[Items listed in a dataset]
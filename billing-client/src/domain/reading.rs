use rust_decimal::Decimal;
use serde::{Deserialize, Serialize};
use time::OffsetDateTime;

/// A single timestamped usage/price observation attributed to one meter.
///
/// `ts` is the event time of the measurement, not the ingestion time.
/// `batch_tag` identifies the upload the reading came from. Readings are
/// immutable once stored.
#[derive(Debug, Clone, Serialize, Deserialize, sqlx::FromRow)]
pub struct Reading {
    pub id: i64,
    #[serde(with = "time::serde::rfc3339")]
    pub ts: OffsetDateTime,
    pub usage: Decimal,
    pub price: Decimal,
    pub meter_id: i64,
    pub batch_tag: String,
}

/// A parsed reading that has not been persisted yet. The meter and batch tag
/// are supplied by the ingestor at insert time.
#[derive(Debug, Clone, PartialEq, Eq)]
pub struct NewReading {
    pub ts: OffsetDateTime,
    pub usage: Decimal,
    pub price: Decimal,
}
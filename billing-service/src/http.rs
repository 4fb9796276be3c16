use std::sync::Arc;

use axum::{
    extract::{Path, Query, State},
    http::{header, StatusCode},
    response::{IntoResponse, Response},
    routing::{get, post},
    Json, Router,
};
use billing_client::{
    db::{customer_queries, invoice_queries},
    domain::{Customer, Invoice, NewCustomer},
};
use serde::Deserialize;
use sqlx::PgPool;
use time::Date;

use crate::{
    error::BillingError,
    ingest::{BatchOutcome, Ingestor},
    invoice::InvoiceService,
};

/// Shared handler state. The handlers are a thin shell: every decision
/// lives in the ingest and invoice modules.
#[derive(Clone)]
pub struct AppState {
    pub pool: PgPool,
    pub ingestor: Arc<Ingestor>,
    pub invoices: Arc<InvoiceService>,
}

pub fn router(state: AppState) -> Router {
    Router::new()
        .route("/health", get(health))
        .route("/customers", post(create_customer).get(list_customers))
        .route("/customers/:customer_id/uploads", post(upload_readings))
        .route(
            "/customers/:customer_id/invoices",
            post(create_invoice).get(list_invoices),
        )
        .with_state(state)
}

impl IntoResponse for BillingError {
    fn into_response(self) -> Response {
        let status = match &self {
            BillingError::CustomerNotFound(_) => StatusCode::NOT_FOUND,
            BillingError::MeterConflict { .. } => StatusCode::CONFLICT,
            BillingError::BatchParse { .. } => StatusCode::UNPROCESSABLE_ENTITY,
            BillingError::RenderFailure(_)
            | BillingError::StorageWriteFailure { .. }
            | BillingError::Database(_)
            | BillingError::Io(_) => StatusCode::INTERNAL_SERVER_ERROR,
        };

        if status.is_server_error() {
            tracing::error!(error = %self, "request failed");
        }

        (status, Json(serde_json::json!({ "error": self.to_string() }))).into_response()
    }
}

async fn health() -> &'static str {
    "ok"
}

async fn create_customer(
    State(state): State<AppState>,
    Json(input): Json<NewCustomer>,
) -> Result<Json<Customer>, BillingError> {
    let customer = customer_queries::insert_customer(&state.pool, &input).await?;
    Ok(Json(customer))
}

async fn list_customers(
    State(state): State<AppState>,
) -> Result<Json<Vec<Customer>>, BillingError> {
    Ok(Json(customer_queries::list_customers(&state.pool).await?))
}

#[derive(Deserialize)]
struct UploadParams {
    filename: String,
    meter_id: Option<i64>,
}

async fn upload_readings(
    State(state): State<AppState>,
    Path(customer_id): Path<i64>,
    Query(params): Query<UploadParams>,
    body: String,
) -> Result<Json<BatchOutcome>, BillingError> {
    let outcome = state
        .ingestor
        .ingest(customer_id, params.meter_id, &params.filename, &body)
        .await?;
    Ok(Json(outcome))
}

#[derive(Deserialize)]
struct InvoiceParams {
    start: Date,
    end: Option<Date>,
}

async fn create_invoice(
    State(state): State<AppState>,
    Path(customer_id): Path<i64>,
    Query(params): Query<InvoiceParams>,
) -> Result<Response, BillingError> {
    let bytes = state
        .invoices
        .create_invoice(customer_id, params.start, params.end)
        .await?;

    Ok((
        [(header::CONTENT_TYPE, "text/html; charset=utf-8")],
        bytes,
    )
        .into_response())
}

async fn list_invoices(
    State(state): State<AppState>,
    Path(customer_id): Path<i64>,
) -> Result<Json<Vec<Invoice>>, BillingError> {
    customer_queries::find_customer(&state.pool, customer_id)
        .await?
        .ok_or(BillingError::CustomerNotFound(customer_id))?;
    Ok(Json(
        invoice_queries::list_for_customer(&state.pool, customer_id).await?,
    ))
}
use serde::{Deserialize, Serialize};

/// A physical or virtual usage meter.
///
/// The serial number may be unset for meters created implicitly during
/// ingestion, pending reconciliation with the field inventory.
#[derive(Debug, Clone, Serialize, Deserialize, sqlx::FromRow)]
pub struct Meter {
    pub id: i64,
    pub serial_number: Option<String>,
    pub customer_id: i64,
}
use sqlx::PgPool;

use crate::domain::{Invoice, NewInvoice};

/// Persist a freshly computed invoice. The document path starts out unset
/// and is attached separately once rendering has succeeded.
pub async fn insert_invoice(pool: &PgPool, input: &NewInvoice) -> Result<Invoice, sqlx::Error> {
    sqlx::query_as::<_, Invoice>(
        r#"
        INSERT INTO invoices
            (customer_id, created_at, period_start, period_end, total_usage, total_cost)
        VALUES ($1, $2, $3, $4, $5, $6)
        RETURNING id, customer_id, created_at, period_start, period_end,
                  total_usage, total_cost, document_path
        "#,
    )
    .bind(input.customer_id)
    .bind(input.created_at)
    .bind(input.period_start)
    .bind(input.period_end)
    .bind(input.total_usage)
    .bind(input.total_cost)
    .fetch_one(pool)
    .await
}

/// Attach the rendered document location to an invoice.
pub async fn set_document_path(
    pool: &PgPool,
    invoice_id: i64,
    document_path: &str,
) -> Result<(), sqlx::Error> {
    sqlx::query(
        r#"
        UPDATE invoices
        SET document_path = $2
        WHERE id = $1
        "#,
    )
    .bind(invoice_id)
    .bind(document_path)
    .execute(pool)
    .await
    .map(|_| ())
}

/// List a customer's invoices, newest first.
pub async fn list_for_customer(
    pool: &PgPool,
    customer_id: i64,
) -> Result<Vec<Invoice>, sqlx::Error> {
    sqlx::query_as::<_, Invoice>(
        r#"
        SELECT id, customer_id, created_at, period_start, period_end,
               total_usage, total_cost, document_path
        FROM invoices
        WHERE customer_id = $1
        ORDER BY created_at DESC, id DESC
        "#,
    )
    .bind(customer_id)
    .fetch_all(pool)
    .await
}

Prompt |
For the entries shown above, give the number of lines that include the word "IntoResponse", without any other text.

Exercise answer |
2